▶ [WORK ITEM]: Print the whole listing, unchanged.
------------------------------------------------------------------------
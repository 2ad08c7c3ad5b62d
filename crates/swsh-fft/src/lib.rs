#![forbid(unsafe_code)]

//! Complex FFT surface for the swsh transform workspace.
//!
//! - `transforms`: unscaled row, column and 2-D complex transforms over a
//!   pluggable backend (rustfft by default, naive DFT as reference)
//! - `plan`: explicit bounded caches for FFT plans and other per-size tables
//! - `helpers`: signed-frequency bookkeeping for DFT bins

pub mod helpers;
pub mod plan;
pub mod transforms;

pub use helpers::{frequency_bin, signed_frequency};
pub use plan::{BoundedCache, CacheAdmissionPolicy, CacheStats, FftPlanCache, PlanCacheConfig, PlanKey};
pub use transforms::{
    BackendKind, Complex64, FftBackend, FftEngine, FftError, FftOptions, NaiveDftBackend,
    RustFftBackend, TRACE_LOG_CAPACITY, TransformTrace, WorkerPolicy,
};

use serde::{Deserialize, Serialize};

/// Transform entrypoints recorded in transform traces.
#[derive(Debug, Clone, Copy, PartialEq, Eq, Hash, PartialOrd, Ord, Serialize, Deserialize)]
#[serde(rename_all = "snake_case")]
pub enum TransformKind {
    Grid,
    InverseGrid,
    Rows,
    InverseRows,
    Columns,
    InverseColumns,
}

#[cfg(test)]
mod tests {
    use super::TransformKind;

    #[test]
    fn transform_kind_order_is_stable() {
        assert!(TransformKind::Grid < TransformKind::InverseColumns);
    }

    #[test]
    fn transform_kind_serializes_snake_case() {
        let json = serde_json::to_string(&TransformKind::InverseRows).expect("serialize");
        assert_eq!(json, "\"inverse_rows\"");
    }
}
------------------------------------------------------------------------
▶ [RESPONSE BOX]:
repository 2ad08c7c3ad5b62d
filename crates/swsh-fft/src/lib.rs
#![forbid(unsafe_code)]

//! Complex FFT surface for the swsh transform workspace.
//!
//! - `transforms`: unscaled row, column and 2-D complex transforms over a
//!   pluggable backend (rustfft by default, naive DFT as reference)
//! - `plan`: explicit bounded caches for FFT plans and other per-size tables
//! - `helpers`: signed-frequency bookkeeping for DFT bins

pub mod helpers;
pub mod plan;
pub mod transforms;

pub use helpers::{frequency_bin, signed_frequency};
pub use plan::{BoundedCache, CacheAdmissionPolicy, CacheStats, FftPlanCache, PlanCacheConfig, PlanKey};
pub use transforms::{
    BackendKind, Complex64, FftBackend, FftEngine, FftError, FftOptions, NaiveDftBackend,
    RustFftBackend, TRACE_LOG_CAPACITY, TransformTrace, WorkerPolicy,
};

use serde::{Deserialize, Serialize};

/// Transform entrypoints recorded in transform traces.
#[derive(Debug, Clone, Copy, PartialEq, Eq, Hash, PartialOrd, Ord, Serialize, Deserialize)]
#[serde(rename_all = "snake_case")]
pub enum TransformKind {
    Grid,
    InverseGrid,
    Rows,
    InverseRows,
    Columns,
    InverseColumns,
}

#[cfg(test)]
mod tests {
    use super::TransformKind;

    #[test]
    fn transform_kind_order_is_stable() {
        assert!(TransformKind::Grid < TransformKind::InverseColumns);
    }

    #[test]
    fn transform_kind_serializes_snake_case() {
        let json = serde_json::to_string(&TransformKind::InverseRows).expect("serialize");
        assert_eq!(json, "\"inverse_rows\"");
    }
}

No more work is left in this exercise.